Thailand: Junta aims to frighten, demoralise population
It was obvious from the start that the aims of Thailand's military junta, which seized power last month, were not about a sincere attempt to restore peace between the two opposing sides in Thailand’s political crisis.
How could it be when the military were part of those who wanted to pull down the democratic system from the start?
The military staged an earlier coup in 2006, wrote a new, less democratic constitution, and appointed half the senate and most of the members of so-called independent bodies.
It worked with judges to frustrate the electorate's wishes by bringing down elected governments and installing the unelected Democrat Party government headed by Abhisit Vejjajiva and Suthep Thaugsuban.
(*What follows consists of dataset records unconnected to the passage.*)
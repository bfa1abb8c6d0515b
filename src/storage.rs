//! Key-value storage backends
//!
//! The checklist only needs string keys and string values, the same contract
//! as browser LocalStorage. Backends:
//! - `MemoryStore`: in-memory, with switchable failure modes for tests
//! - `JsonFileStore`: a JSON object on disk (native only)
//! - `platform::web::LocalStorage`: `window.localStorage` (wasm only)

use std::collections::BTreeMap;

use thiserror::Error;

/// Failure reading or writing the persisted store
#[derive(Debug, Error)]
pub enum StorageError {
    /// No storage backend is reachable (private mode, sandboxed iframe, ...)
    #[error("storage is unavailable")]
    Unavailable,

    /// Backend refused the write (quota exceeded, security error)
    #[error("storage rejected write to '{key}': {message}")]
    WriteRejected { key: String, message: String },

    #[error("IO error: {0}")]
    Io(#[from] std::io::Error),

    #[error("failed to encode stored value: {0}")]
    Serialize(#[from] serde_json::Error),
}

/// String key-value storage
pub trait KeyValueStore {
    /// Read a value; missing keys and unreadable storage both yield `None`
    fn get(&self, key: &str) -> Option<String>;

    fn set(&mut self, key: &str, value: &str) -> Result<(), StorageError>;

    fn remove(&mut self, key: &str) -> Result<(), StorageError>;
}

/// How a `MemoryStore` misbehaves
#[derive(Debug, Clone, Copy, PartialEq, Eq, Default)]
pub enum FailureMode {
    #[default]
    None,
    /// Every read returns `None`, every write fails with `Unavailable`
    Unavailable,
    /// Reads work, writes fail as if over quota
    RejectWrites,
    /// Writes to this one key fail
    RejectKey(&'static str),
}

/// In-memory store
#[derive(Debug, Clone, Default)]
pub struct MemoryStore {
    entries: BTreeMap<String, String>,
    failure: FailureMode,
}

impl MemoryStore {
    pub fn new() -> Self {
        Self::default()
    }

    pub fn with_entries<'a>(entries: impl IntoIterator<Item = (&'a str, &'a str)>) -> Self {
        Self {
            entries: entries
                .into_iter()
                .map(|(k, v)| (k.to_string(), v.to_string()))
                .collect(),
            failure: FailureMode::None,
        }
    }

    pub fn set_failure_mode(&mut self, failure: FailureMode) {
        self.failure = failure;
    }

    /// Raw contents, ignoring failure mode
    pub fn entries(&self) -> &BTreeMap<String, String> {
        &self.entries
    }

    fn check_write(&self, key: &str) -> Result<(), StorageError> {
        match self.failure {
            FailureMode::None => Ok(()),
            FailureMode::Unavailable => Err(StorageError::Unavailable),
            FailureMode::RejectWrites => Err(StorageError::WriteRejected {
                key: key.to_string(),
                message: "quota exceeded".to_string(),
            }),
            FailureMode::RejectKey(bad) if bad == key => Err(StorageError::WriteRejected {
                key: key.to_string(),
                message: "quota exceeded".to_string(),
            }),
            FailureMode::RejectKey(_) => Ok(()),
        }
    }
}

impl KeyValueStore for MemoryStore {
    fn get(&self, key: &str) -> Option<String> {
        if self.failure == FailureMode::Unavailable {
            return None;
        }
        self.entries.get(key).cloned()
    }

    fn set(&mut self, key: &str, value: &str) -> Result<(), StorageError> {
        self.check_write(key)?;
        self.entries.insert(key.to_string(), value.to_string());
        Ok(())
    }

    fn remove(&mut self, key: &str) -> Result<(), StorageError> {
        self.check_write(key)?;
        self.entries.remove(key);
        Ok(())
    }
}

/// A JSON object file holding all keys (native only)
///
/// The whole file is rewritten on every `set`.
#[cfg(not(target_arch = "wasm32"))]
#[derive(Debug)]
pub struct JsonFileStore {
    path: std::path::PathBuf,
    entries: BTreeMap<String, String>,
}

#[cfg(not(target_arch = "wasm32"))]
impl JsonFileStore {
    /// Open a store file; a missing or corrupt file starts empty
    pub fn open(path: impl Into<std::path::PathBuf>) -> Self {
        let path = path.into();
        let entries = match std::fs::read_to_string(&path) {
            Ok(text) => match serde_json::from_str(&text) {
                Ok(entries) => entries,
                Err(e) => {
                    log::warn!("Ignoring corrupt store file {}: {}", path.display(), e);
                    BTreeMap::new()
                }
            },
            Err(e) if e.kind() == std::io::ErrorKind::NotFound => BTreeMap::new(),
            Err(e) => {
                log::warn!("Cannot read store file {}: {}", path.display(), e);
                BTreeMap::new()
            }
        };
        Self { path, entries }
    }

    pub fn path(&self) -> &std::path::Path {
        &self.path
    }

    fn flush(&self) -> Result<(), StorageError> {
        let json = serde_json::to_string_pretty(&self.entries)?;
        std::fs::write(&self.path, json)?;
        Ok(())
    }
}

#[cfg(not(target_arch = "wasm32"))]
impl KeyValueStore for JsonFileStore {
    fn get(&self, key: &str) -> Option<String> {
        self.entries.get(key).cloned()
    }

    fn set(&mut self, key: &str, value: &str) -> Result<(), StorageError> {
        let previous = self.entries.insert(key.to_string(), value.to_string());
        if let Err(e) = self.flush() {
            // Keep memory in step with disk
            match previous {
                Some(v) => self.entries.insert(key.to_string(), v),
                None => self.entries.remove(key),
            };
            return Err(e);
        }
        Ok(())
    }

    fn remove(&mut self, key: &str) -> Result<(), StorageError> {
        if let Some(previous) = self.entries.remove(key) {
            if let Err(e) = self.flush() {
                self.entries.insert(key.to_string(), previous);
                return Err(e);
            }
        }
        Ok(())
    }
}

#[cfg(test)]
mod tests {
    use super::*;

    #[test]
    fn test_memory_store_roundtrip() {
        let mut store = MemoryStore::new();
        assert_eq!(store.get("k"), None);
        store.set("k", "v").unwrap();
        assert_eq!(store.get("k").as_deref(), Some("v"));
        store.remove("k").unwrap();
        assert_eq!(store.get("k"), None);
    }

    #[test]
    fn test_memory_store_unavailable() {
        let mut store = MemoryStore::with_entries([("k", "v")]);
        store.set_failure_mode(FailureMode::Unavailable);
        assert_eq!(store.get("k"), None);
        assert!(matches!(store.set("k", "w"), Err(StorageError::Unavailable)));
        assert_eq!(store.entries().get("k").map(String::as_str), Some("v"));
    }

    #[test]
    fn test_memory_store_reject_single_key() {
        let mut store = MemoryStore::new();
        store.set_failure_mode(FailureMode::RejectKey("bad"));
        assert!(store.set("good", "1").is_ok());
        let err = store.set("bad", "1").unwrap_err();
        assert!(err.to_string().contains("bad"));
    }

    #[test]
    fn test_json_file_store_persists_across_open() {
        let dir = tempfile::tempdir().unwrap();
        let path = dir.path().join("store.json");

        let mut store = JsonFileStore::open(&path);
        store.set("gcc_notes", "hello").unwrap();
        drop(store);

        let store = JsonFileStore::open(&path);
        assert_eq!(store.get("gcc_notes").as_deref(), Some("hello"));
    }

    #[test]
    fn test_json_file_store_corrupt_file_starts_empty() {
        let dir = tempfile::tempdir().unwrap();
        let path = dir.path().join("store.json");
        std::fs::write(&path, "not json").unwrap();

        let store = JsonFileStore::open(&path);
        assert_eq!(store.get("gcc_notes"), None);
    }

    #[test]
    fn test_json_file_store_write_failure_keeps_memory_consistent() {
        let dir = tempfile::tempdir().unwrap();
        // Parent directory does not exist, so every flush fails
        let path = dir.path().join("missing").join("store.json");

        let mut store = JsonFileStore::open(&path);
        assert!(matches!(store.set("k", "v"), Err(StorageError::Io(_))));
        assert_eq!(store.get("k"), None);
    }
}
When pro-democracy Red Shirts protested in their thousands to demand free and fair elections in 2010, General Prayuth Chan-ocha, who now heads the junta, ordered soldiers to shoot unarmed protesters ― killing nearly 90.
When Yingluck Shinawatra’s Pua Thai government was elected in 2011, against the publicly expressed wishes of Prayuth, the army sat back and did nothing while Suthep’s armed gangs roamed the streets, took over government buildings and wrecked the February elections.
But what exactly do the military want? It probably did not plan the present coup, but acted opportunistically when its allies among the Democrat Party thugs and middle classes had created the right conditions to intervene.
The military’s elite allies certainly wished for this coup, just as they had previously called for the coup in 2006.
The tin pot arrogance of the present junta, with its string of decrees, gross abuses of human rights and stupid “happiness” campaign, reminds me of Thailand's idiotic but brutal dictators from the late 1960s.
But surely, the generals cannot really be so stupid as to believe they can turn the clock back, especially when Thai society has moved so far in the past 40-50 years?
Maybe Prayuth and his crowd of fawning followers really are stupid, or maybe they are engaged in a huge gamble.
There is no doubt that the vast majority of Thais are angry and upset with the way their democratic wishes have been repeatedly trampled on and the way the conservatives have insulted them as being “too stupid to deserve the right to vote”.
Many are also angry at the way the conservatives are creating obstacles to modernisation.
But maybe the junta is gambling that if it creates a strong enough climate of fear, people will eventually become demoralised and inactive. This will not work if democracy activists get organised and continue a low intensity struggle that can break into a mass uprising, such as took place in 1973, 1992 or 2010.
Pua Thai and the Red Shirt leaders are certainly trying to ensure the Red Shirts remain inactive, hoping they can make a political comeback, regardless of the actual state of the democratic process. But the protests organised immediately after the coup were not under their control and many Red Shirts are angry with the failure of their leaders.
Even if the junta manages to demoralise most citizens, it will only be papering over the cracks in society. The roots of the crisis lie in the gross inequalities in society and the way most people feel politically marginalised.
When people regain their confidence to fight, the crisis will explode again. If people learn the lessons from previous set-backs, they will demand the removal of the entire old order.